#### Task goal:
Look below for the line containing "while let Some(line)"; from there, print each line exactly up to and including the line containing "let reason: Vec<&str>", and stop.

Stored items:
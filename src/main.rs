//! Operator console for the DM table coin bridge.
//!
//! Reads one command per line from stdin:
//! `dispense <amount> [reason...]`, `status`, `queue`, `reconnect`, `quit`.

use std::path::PathBuf;

use anyhow::Result;
use dmtable_coin_bridge_lib::config::{AppConfig, DEFAULT_CONFIG_FILE};
use dmtable_coin_bridge_lib::{commands, logging, state::AppState};
use log::{error, info, warn};
use serde_json::json;
use tokio::io::{AsyncBufReadExt, BufReader};

#[tokio::main(flavor = "current_thread")]
async fn main() -> Result<()> {
    if let Err(e) = logging::init(log::LevelFilter::Info) {
        eprintln!("Failed to initialize logging: {}", e);
    }

    let config_path = std::env::args()
        .nth(1)
        .map(PathBuf::from)
        .unwrap_or_else(|| PathBuf::from(DEFAULT_CONFIG_FILE));
    let config = AppConfig::load_config(&config_path).await?;

    info!("====================================");
    info!("  DM Table coin bridge");
    info!("  Dispenser port: {}", config.dispenser.device_path);
    info!("  Baud rate: {}", config.dispenser.baud_rate);
    info!("====================================");

    let app_state = AppState::new(config);

    let mut lines = BufReader::new(tokio::io::stdin()).lines();
    while let Some(line) = lines.next_line().await? {
        let mut words = line.split_whitespace();
        let Some(command) = words.next() else {
            continue;
        };

        match command {
            "dispense" => {
                let Some(amount) = words.next() else {
                    warn!("Usage: dispense <amount> [reason...]");
                    continue;
                };
                let reason: Vec<&str> = words.collect();
                let amount = serde_json::from_str::<serde_json::Value>(amount)
                    .unwrap_or_else(|_| json!(amount));
                let body = json!({ "amount": amount, "reason": reason.join(" ") });
                match commands::dispense_coins(&app_state, body).await {
                    Ok(response) => info!("{}", serde_json::to_string(&response)?),
                    Err(e) => error!("Dispense rejected: {}", e),
                }
            }
            "status" => {
                let status = commands::device_status(&app_state);
                info!("{}", serde_json::to_string_pretty(&status)?);
            }
            "queue" => match commands::pending_dispenses(&app_state).await {
                Ok(pending) => info!("{}", serde_json::to_string_pretty(&pending)?),
                Err(e) => error!("Failed to read queue: {}", e),
            },
            "reconnect" => {
                if let Err(e) = commands::reconnect_device(&app_state) {
                    error!("Failed to request reconnect: {}", e);
                }
            }
            "quit" | "exit" => break,
            other => warn!("Unknown command: {}", other),
        }
    }

    if let Err(e) = app_state.dispenser.shutdown().await {
        warn!("Connection manager already stopped: {}", e);
    }
    Ok(())
}
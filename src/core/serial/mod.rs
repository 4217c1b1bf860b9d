//! Serial functionality for the DM table coin bridge
//! This module handles the connection to the coin dispenser: opening the
//! serial port, recovering it after disconnects, and queueing dispense
//! commands while the device is unreachable.

mod commands;
mod connection;
mod constants;
mod manager;
mod notification;
mod queue;
mod transport;
mod types;

// Re-export types that should be publicly accessible
pub use commands::{DispenseCommand, ValidationError};
pub use connection::{SerialConnector, SerialLink};
pub use constants::*; // Re-export all constants
pub use manager::{ConnectionManager, DispenserHandle, ManagerError};
pub use notification::DeviceOutputHandler;
pub use queue::{CommandQueue, QueueFull, QueuedCommand};
pub use transport::{
    DeviceConnector, DeviceLink, LinkEvent, LinkEventSender, PortSettings, TransportError,
};
pub use types::{ConnectionPhase, ConnectionState, ConnectionStatus, DispenseOutcome};
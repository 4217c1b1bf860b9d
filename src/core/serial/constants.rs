//! Constants used throughout the serial bridge
//! This module contains the default connection parameters, timings and
//! dispense limits for the coin dispenser.

/// Default serial device the dispenser enumerates as on Linux
pub const DEFAULT_DEVICE_PATH: &str = "/dev/ttyACM0";

/// Baud rate the dispenser firmware listens on
pub const DEFAULT_BAUD_RATE: u32 = 9600;

/// Fixed delay before a reconnect attempt in milliseconds
pub const RECONNECT_DELAY_MS: u64 = 5000;

/// Grace period after open before replaying queued commands, in milliseconds.
/// The board may reset when the port opens.
pub const SETTLE_DELAY_MS: u64 = 200;

/// A close this soon after open is reported as a likely reset or brownout
pub const QUICK_CLOSE_THRESHOLD_MS: u64 = 1000;

/// Timeout for opening the serial port in milliseconds
pub const OPEN_TIMEOUT_MS: u64 = 10_000;

/// Timeout for a single write or flush in milliseconds
pub const WRITE_TIMEOUT_MS: u64 = 5000;

/// Smallest number of coins a single command may dispense
pub const MIN_DISPENSE_AMOUNT: i64 = 1;

/// Largest number of coins a single command may dispense
pub const MAX_DISPENSE_AMOUNT: i64 = 100;

/// Reason recorded when the caller gives none
pub const DEFAULT_DISPENSE_REASON: &str = "unspecified";

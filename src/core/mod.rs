//! Core functionality for the DM table coin bridge
//! This module contains the core functionality for driving the coin dispenser

pub mod serial;

// Re-export commonly used types
pub use serial::{ConnectionManager, DispenseOutcome, DispenserHandle};
//! Defines shared data structures for the serial module.

use chrono::{DateTime, Utc};
use serde::Serialize;
use tokio::time::Instant;

/// Lifecycle phase of the serial link
#[derive(Debug, Clone, Copy, PartialEq, Eq, Serialize)]
#[serde(rename_all = "snake_case")]
pub enum ConnectionPhase {
    Closed,
    Opening,
    Open,
    Closing,
}

/// State of the physical link to the dispenser.
/// Owned by the connection manager; reset on every reconnect cycle.
#[derive(Debug, Clone)]
pub struct ConnectionState {
    pub phase: ConnectionPhase,
    pub last_opened_at: Option<DateTime<Utc>>,
    pub last_closed_at: Option<DateTime<Utc>>,
    pub last_close_reason: Option<String>,
    pub reconnect_scheduled: bool,
    /// Monotonic open time, used for the open-duration diagnostics
    pub opened_instant: Option<Instant>,
}

impl Default for ConnectionState {
    fn default() -> Self {
        Self {
            phase: ConnectionPhase::Closed,
            last_opened_at: None,
            last_closed_at: None,
            last_close_reason: None,
            reconnect_scheduled: false,
            opened_instant: None,
        }
    }
}

impl ConnectionState {
    /// Writes are only attempted while this holds
    pub fn is_open(&self) -> bool {
        self.phase == ConnectionPhase::Open
    }

    pub fn mark_opening(&mut self) {
        self.phase = ConnectionPhase::Opening;
    }

    pub fn mark_open(&mut self) {
        self.phase = ConnectionPhase::Open;
        self.last_opened_at = Some(Utc::now());
        self.opened_instant = Some(Instant::now());
        self.last_close_reason = None;
    }

    /// An open attempt failed; the link never came up
    pub fn mark_open_failed(&mut self, reason: String) {
        self.phase = ConnectionPhase::Closed;
        self.last_close_reason = Some(reason);
    }

    /// Records the reason for the coming close unless one is already known
    pub fn note_close_reason(&mut self, reason: String) {
        if self.last_close_reason.is_none() {
            self.last_close_reason = Some(reason);
        }
    }

    /// Marks the link closed and returns how long it had been open
    pub fn mark_closed(&mut self) -> Option<std::time::Duration> {
        self.phase = ConnectionPhase::Closed;
        self.last_closed_at = Some(Utc::now());
        self.opened_instant.take().map(|opened| opened.elapsed())
    }
}

/// Read-only snapshot of the connection for health checks
#[derive(Debug, Clone, PartialEq, Serialize)]
pub struct ConnectionStatus {
    pub connected: bool,
    pub status: &'static str,
    pub device_path: String,
    pub baud_rate: u32,
    pub queued: usize,
    pub reconnect_scheduled: bool,
    pub last_opened_at: Option<DateTime<Utc>>,
    pub last_closed_at: Option<DateTime<Utc>>,
    pub last_close_reason: Option<String>,
}

impl ConnectionStatus {
    pub fn new(device_path: String, baud_rate: u32, state: &ConnectionState, queued: usize) -> Self {
        let status = match state.phase {
            ConnectionPhase::Open => "ready",
            ConnectionPhase::Opening => "opening",
            ConnectionPhase::Closed | ConnectionPhase::Closing => "disconnected",
        };
        Self {
            connected: state.is_open(),
            status,
            device_path,
            baud_rate,
            queued,
            reconnect_scheduled: state.reconnect_scheduled,
            last_opened_at: state.last_opened_at,
            last_closed_at: state.last_closed_at,
            last_close_reason: state.last_close_reason.clone(),
        }
    }
}

/// The result handed back to the caller of a dispense request
#[derive(Debug, Clone, PartialEq, Eq, Serialize)]
#[serde(tag = "outcome", rename_all = "snake_case")]
pub enum DispenseOutcome {
    /// Written and flushed to the device
    Dispatched { amount: u8 },
    /// Accepted, delivery deferred until the device is reachable
    Queued { amount: u8 },
    /// Refused before any side effect
    Rejected { reason: String },
}

impl DispenseOutcome {
    /// True when the request was accepted (dispatched or queued)
    pub fn is_accepted(&self) -> bool {
        !matches!(self, Self::Rejected { .. })
    }
}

#### Written reply:
    while let Some(line) = lines.next_line().await? {
        let mut words = line.split_whitespace();
        let Some(command) = words.next() else {
            continue;
        };

        match command {
            "dispense" => {
                let Some(amount) = words.next() else {
                    warn!("Usage: dispense <amount> [reason...]");
                    continue;
                };
                let reason: Vec<&str> = words.collect();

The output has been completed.